Hoffmann, F. T.; Wiegand, T.; Palmieri, A. I.; Glass-Klaiber, J.; Xiao, R.; Tang, S.; Le, H.; Meers, C.; Lampe, G. D.; Chang, L.; Sternberg, S. H.

Bacterial transcription initiation is a tightly regulated process that canonically relies on sequence-specific promoter recognition by dedicated sigma ({sigma}) factors, leading to functional DNA engagement by RNA polymerase (RNAP)(1). Although the seven {sigma} factors in E. coli have been extensively characterized(2), Bacteroidetes species encode dozens of specialized, extracytoplasmic function {sigma} factors ({sigma}E) whose precise roles are unknown, pointing to additional layers of regulatory potential(3). Here we uncover an unprecedented mechanism of RNA-guided gene activation involving the coordinated action of {sigma}E factor in complex with nuclease-dead Cas12f (dCas12f). We screened a large set of genetically-linked dCas12f and {sigma}E homologs in E. coli using RIP-seq and ChIP-seq experiments, revealing systems that exhibited robust guide RNA enrichment and DNA target binding with a minimal 5\'-G target-adjacent motif (TAM).

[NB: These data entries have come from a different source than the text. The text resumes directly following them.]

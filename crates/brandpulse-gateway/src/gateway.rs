//! Cached entry point over every provider adapter.
//!
//! Typed calls go through the [`ResponseCache`] with deterministic keys and
//! the provider's cache TTL, so concurrent identical requests share one
//! upstream call. [`Gateway::brand`] scopes keys to one brand so its data
//! can be dropped in a single invalidation.

use std::future::Future;
use std::sync::Arc;
use std::time::Duration;

use serde::de::DeserializeOwned;
use serde::Serialize;
use tokio_util::sync::CancellationToken;

use crate::adapters::{
    AdapterCore, EndpointSpec, FacebookAdapter, InstagramAdapter, NlpAdapter, ProviderAdapter, RequestParams, SimilarWebAdapter,
};
use crate::audit::{AuditSink, TracingAuditSink};
use crate::cache::{CacheBackend, CacheKey, ResponseCache};
use crate::config::GatewayConfig;
use crate::error::{CacheError, ConfigError, GatewayError};
use crate::http_client::{HttpClient, ReqwestHttpClient};
use crate::throttling::BudgetRegistry;
use crate::{CanonicalRecord, ProviderId, RecordKind, Review, SentimentResult, SeoMetrics, SocialPost, TrafficMetrics};

/// Builder for a [`Gateway`].
///
/// Defaults to the reqwest transport, tracing audit, an in-memory cache and
/// the process-wide budget registry, so adapters of separate gateways that
/// target the same host still share one rate budget.
///
/// ```rust,ignore
/// use brandpulse_gateway::{GatewayBuilder, GatewayConfig};
///
/// let gateway = GatewayBuilder::new(GatewayConfig::from_env()?).build()?;
/// let traffic = gateway.brand("42").traffic("example.com").await?;
/// ```
pub struct GatewayBuilder {
    config: GatewayConfig,
    http_client: Option<Arc<dyn HttpClient>>,
    audit: Option<Arc<dyn AuditSink>>,
    cache: Option<ResponseCache>,
    budgets: Option<BudgetRegistry>,
    shutdown: CancellationToken,
}

impl GatewayBuilder {
    pub fn new(config: GatewayConfig) -> Self {
        Self {
            config,
            http_client: None,
            audit: None,
            cache: None,
            budgets: None,
            shutdown: CancellationToken::new(),
        }
    }

    pub fn from_env() -> Result<Self, ConfigError> {
        Ok(Self::new(GatewayConfig::from_env()?))
    }

    pub fn with_http_client(mut self, http_client: Arc<dyn HttpClient>) -> Self {
        self.http_client = Some(http_client);
        self
    }

    pub fn with_audit_sink(mut self, audit: Arc<dyn AuditSink>) -> Self {
        self.audit = Some(audit);
        self
    }

    pub fn with_cache(mut self, cache: ResponseCache) -> Self {
        self.cache = Some(cache);
        self
    }

    /// Uses `backend` with a one hour default TTL.
    pub fn with_cache_backend(self, backend: Arc<dyn CacheBackend>) -> Self {
        self.with_cache(ResponseCache::new(backend, Duration::from_secs(3_600)))
    }

    /// Private budgets instead of the process-wide registry.
    pub fn with_budget_registry(mut self, budgets: BudgetRegistry) -> Self {
        self.budgets = Some(budgets);
        self
    }

    /// Cancels every in-flight call once `shutdown` fires.
    pub fn with_shutdown(mut self, shutdown: CancellationToken) -> Self {
        self.shutdown = shutdown;
        self
    }

    pub fn build(self) -> Result<Gateway, ConfigError> {
        for provider in ProviderId::ALL {
            self.config.provider(provider).policy.validate()?;
        }

        let http_client = self
            .http_client
            .unwrap_or_else(|| Arc::new(ReqwestHttpClient::new()));
        let audit = self.audit.unwrap_or_else(|| Arc::new(TracingAuditSink));
        let budgets = match &self.budgets {
            Some(budgets) => budgets,
            None => BudgetRegistry::global(),
        };

        let core = |provider: ProviderId, endpoints: &'static [EndpointSpec]| {
            AdapterCore::new(
                self.config.provider(provider),
                endpoints,
                Arc::clone(&http_client),
                Arc::clone(&audit),
                budgets,
            )
            .with_shutdown(self.shutdown.clone())
        };

        let gateway = Gateway {
            similarweb: Arc::new(SimilarWebAdapter::new(core(
                ProviderId::SimilarWeb,
                SimilarWebAdapter::ENDPOINTS,
            ))),
            instagram: Arc::new(InstagramAdapter::new(core(ProviderId::Instagram, InstagramAdapter::ENDPOINTS))),
            facebook: Arc::new(FacebookAdapter::new(core(ProviderId::Facebook, FacebookAdapter::ENDPOINTS))),
            nlp: Arc::new(NlpAdapter::new(core(ProviderId::Nlp, NlpAdapter::ENDPOINTS))),
            cache: self.cache.unwrap_or_else(ResponseCache::in_memory),
            shutdown: self.shutdown,
        };

        tracing::info!(
            configured = ?self.config.configured_providers(),
            "gateway ready"
        );
        Ok(gateway)
    }
}

/// Adapter registry with a shared response cache.
#[derive(Debug, Clone)]
pub struct Gateway {
    similarweb: Arc<SimilarWebAdapter>,
    instagram: Arc<InstagramAdapter>,
    facebook: Arc<FacebookAdapter>,
    nlp: Arc<NlpAdapter>,
    cache: ResponseCache,
    shutdown: CancellationToken,
}

impl Gateway {
    pub fn builder(config: GatewayConfig) -> GatewayBuilder {
        GatewayBuilder::new(config)
    }

    pub fn similarweb(&self) -> &SimilarWebAdapter {
        &self.similarweb
    }

    pub fn instagram(&self) -> &InstagramAdapter {
        &self.instagram
    }

    pub fn facebook(&self) -> &FacebookAdapter {
        &self.facebook
    }

    pub fn nlp(&self) -> &NlpAdapter {
        &self.nlp
    }

    pub fn adapter(&self, provider: ProviderId) -> Arc<dyn ProviderAdapter> {
        match provider {
            ProviderId::SimilarWeb => Arc::clone(&self.similarweb) as Arc<dyn ProviderAdapter>,
            ProviderId::Instagram => Arc::clone(&self.instagram) as Arc<dyn ProviderAdapter>,
            ProviderId::Facebook => Arc::clone(&self.facebook) as Arc<dyn ProviderAdapter>,
            ProviderId::Nlp => Arc::clone(&self.nlp) as Arc<dyn ProviderAdapter>,
        }
    }

    pub fn cache(&self) -> &ResponseCache {
        &self.cache
    }

    /// Calls cached outside any brand scope.
    pub fn global(&self) -> BrandScope<'_> {
        BrandScope {
            gateway: self,
            scope: None,
        }
    }

    /// Calls cached under `brand:<id>`, with the id percent-encoded so no
    /// brand's prefix can cover another's.
    pub fn brand(&self, brand_id: impl AsRef<str>) -> BrandScope<'_> {
        BrandScope {
            gateway: self,
            scope: Some(format!("brand:{}", urlencoding::encode(brand_id.as_ref()))),
        }
    }

    /// Drops every cached entry of one brand; returns how many.
    pub async fn invalidate_brand(&self, brand_id: &str) -> Result<usize, CacheError> {
        self.brand(brand_id).invalidate().await
    }

    /// Cancels in-flight and future upstream calls.
    pub fn shutdown(&self) {
        tracing::info!("gateway shutting down");
        self.shutdown.cancel();
    }

    pub fn is_shut_down(&self) -> bool {
        self.shutdown.is_cancelled()
    }

    fn cache_ttl(&self, provider: ProviderId) -> Duration {
        match provider {
            ProviderId::SimilarWeb => self.similarweb.core().policy().cache_ttl,
            ProviderId::Instagram => self.instagram.core().policy().cache_ttl,
            ProviderId::Facebook => self.facebook.core().policy().cache_ttl,
            ProviderId::Nlp => self.nlp.core().policy().cache_ttl,
        }
    }

    pub async fn traffic(&self, domain: &str) -> Result<Option<TrafficMetrics>, CacheError> {
        self.global().traffic(domain).await
    }

    pub async fn seo(&self, domain: &str) -> Result<Option<SeoMetrics>, CacheError> {
        self.global().seo(domain).await
    }

    pub async fn sentiment(&self, text: &str) -> Result<Option<SentimentResult>, CacheError> {
        self.global().sentiment(text).await
    }

    pub async fn records(
        &self,
        provider: ProviderId,
        endpoint: &str,
        params: RequestParams,
        kind: RecordKind,
    ) -> Result<Vec<CanonicalRecord>, CacheError> {
        self.global().records(provider, endpoint, params, kind).await
    }
}

/// Cached calls whose keys share one scope prefix.
#[derive(Debug, Clone)]
pub struct BrandScope<'a> {
    gateway: &'a Gateway,
    scope: Option<String>,
}

impl BrandScope<'_> {
    /// Key prefix shared by this scope's entries; empty when unscoped.
    pub fn prefix(&self) -> String {
        self.scope
            .as_deref()
            .map(|scope| format!("{scope}:"))
            .unwrap_or_default()
    }

    /// Drops this scope's entries. Unscoped entries are left alone.
    pub async fn invalidate(&self) -> Result<usize, CacheError> {
        match &self.scope {
            Some(_) => self.gateway.cache.invalidate_prefix(&self.prefix()).await,
            None => Ok(0),
        }
    }

    /// Renders `key` under this scope.
    pub fn key(&self, key: CacheKey) -> String {
        match &self.scope {
            Some(scope) => key.scoped(scope.clone()).render(),
            None => key.render(),
        }
    }

    async fn cached<T, F, Fut>(&self, provider: ProviderId, key: CacheKey, compute: F) -> Result<T, CacheError>
    where
        T: Serialize + DeserializeOwned + Send + 'static,
        F: FnOnce() -> Fut + Send + 'static,
        Fut: Future<Output = Result<T, GatewayError>> + Send + 'static,
    {
        let ttl = self.gateway.cache_ttl(provider);
        self.gateway.cache.get_or_compute(&self.key(key), ttl, compute).await
    }

    pub async fn traffic(&self, domain: &str) -> Result<Option<TrafficMetrics>, CacheError> {
        let adapter = Arc::clone(&self.gateway.similarweb);
        let domain_owned = domain.to_owned();
        let key = CacheKey::new("similarweb/traffic").param("domain", domain);
        self.cached(ProviderId::SimilarWeb, key, move || async move {
            let raw = adapter.fetch_traffic(&domain_owned).await?;
            Ok::<_, GatewayError>(SimilarWebAdapter::normalize_traffic(&raw))
        })
        .await
    }

    pub async fn seo(&self, domain: &str) -> Result<Option<SeoMetrics>, CacheError> {
        let adapter = Arc::clone(&self.gateway.similarweb);
        let domain_owned = domain.to_owned();
        let key = CacheKey::new("similarweb/seo").param("domain", domain);
        self.cached(ProviderId::SimilarWeb, key, move || async move {
            let raw = adapter.fetch_seo(&domain_owned).await?;
            Ok::<_, GatewayError>(SimilarWebAdapter::normalize_seo(&raw))
        })
        .await
    }

    pub async fn instagram_posts(&self, user_id: &str) -> Result<Vec<SocialPost>, CacheError> {
        let adapter = Arc::clone(&self.gateway.instagram);
        let user_id_owned = user_id.to_owned();
        let key = CacheKey::new("instagram/user/medias").param("user_id", user_id);
        self.cached(ProviderId::Instagram, key, move || async move {
            let raw = adapter.fetch_user_medias(&user_id_owned).await?;
            Ok::<_, GatewayError>(InstagramAdapter::normalize_posts(&raw))
        })
        .await
    }

    pub async fn instagram_comments(&self, media_id: &str) -> Result<Vec<Review>, CacheError> {
        let adapter = Arc::clone(&self.gateway.instagram);
        let media_id_owned = media_id.to_owned();
        let key = CacheKey::new("instagram/media/comments").param("page_id", media_id);
        self.cached(ProviderId::Instagram, key, move || async move {
            let raw = adapter.fetch_media_comments(&media_id_owned, false).await?;
            Ok::<_, GatewayError>(InstagramAdapter::normalize_comments(&raw))
        })
        .await
    }

    pub async fn facebook_posts(&self, page_id: &str) -> Result<Vec<SocialPost>, CacheError> {
        let adapter = Arc::clone(&self.gateway.facebook);
        let page_id_owned = page_id.to_owned();
        let key = CacheKey::new("facebook/page/posts").param("page_id", page_id);
        self.cached(ProviderId::Facebook, key, move || async move {
            let raw = adapter.fetch_page_posts(&page_id_owned).await?;
            Ok::<_, GatewayError>(FacebookAdapter::normalize_posts(&raw))
        })
        .await
    }

    pub async fn facebook_comments(&self, post_id: &str) -> Result<Vec<Review>, CacheError> {
        let adapter = Arc::clone(&self.gateway.facebook);
        let post_id_owned = post_id.to_owned();
        let key = CacheKey::new("facebook/post/comments").param("post_id", post_id);
        self.cached(ProviderId::Facebook, key, move || async move {
            let raw = adapter.fetch_post_comments(&post_id_owned).await?;
            Ok::<_, GatewayError>(FacebookAdapter::normalize_reviews(&raw))
        })
        .await
    }

    pub async fn facebook_reviews(&self, page_id: &str) -> Result<Vec<Review>, CacheError> {
        let adapter = Arc::clone(&self.gateway.facebook);
        let page_id_owned = page_id.to_owned();
        let key = CacheKey::new("facebook/page/reviews").param("page_id", page_id);
        self.cached(ProviderId::Facebook, key, move || async move {
            let raw = adapter.fetch_page_reviews(&page_id_owned).await?;
            Ok::<_, GatewayError>(FacebookAdapter::normalize_reviews(&raw))
        })
        .await
    }

    pub async fn sentiment(&self, text: &str) -> Result<Option<SentimentResult>, CacheError> {
        let adapter = Arc::clone(&self.gateway.nlp);
        let text_owned = text.to_owned();
        let key = CacheKey::new("nlp/sentiment").param("text", text);
        self.cached(ProviderId::Nlp, key, move || async move {
            let raw = adapter.fetch_sentiment(&text_owned, None).await?;
            Ok::<_, GatewayError>(NlpAdapter::normalize_sentiment(&raw))
        })
        .await
    }

    /// Any endpoint of any provider, normalized to `kind`.
    pub async fn records(
        &self,
        provider: ProviderId,
        endpoint: &str,
        params: RequestParams,
        kind: RecordKind,
    ) -> Result<Vec<CanonicalRecord>, CacheError> {
        let adapter = self.gateway.adapter(provider);
        let endpoint_owned = endpoint.to_owned();
        let key = CacheKey::from_params(format!("{provider}/{endpoint}"), params.pairs()).param("_kind", kind.as_str());
        self.cached(provider, key, move || async move {
            let raw = adapter.fetch_raw(&endpoint_owned, params).await?;
            Ok::<_, GatewayError>(adapter.normalize(kind, &raw))
        })
        .await
    }
}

Recruitment of {sigma}E was dependent on dCas12f and guide RNA (gRNA), suggesting direct protein-protein interactions, and co-expression experiments demonstrated that the dCas12f-gRNA-{sigma}E ternary complex was competent for programmable recruitment of the RNAP holoenzyme. Remarkably, dCas12f-RNA-{sigma}E complexes drove potent gene expression in the absence of any requisite promoter motifs, with de novo transcription start sites defined exclusively by the relative distance from the dCas12f-mediated R-loop. Our findings highlight a new paradigm of RNA-guided transcription (RGT) that embodies natural features reminiscent of CRISPRa technology developed by humans(4,5).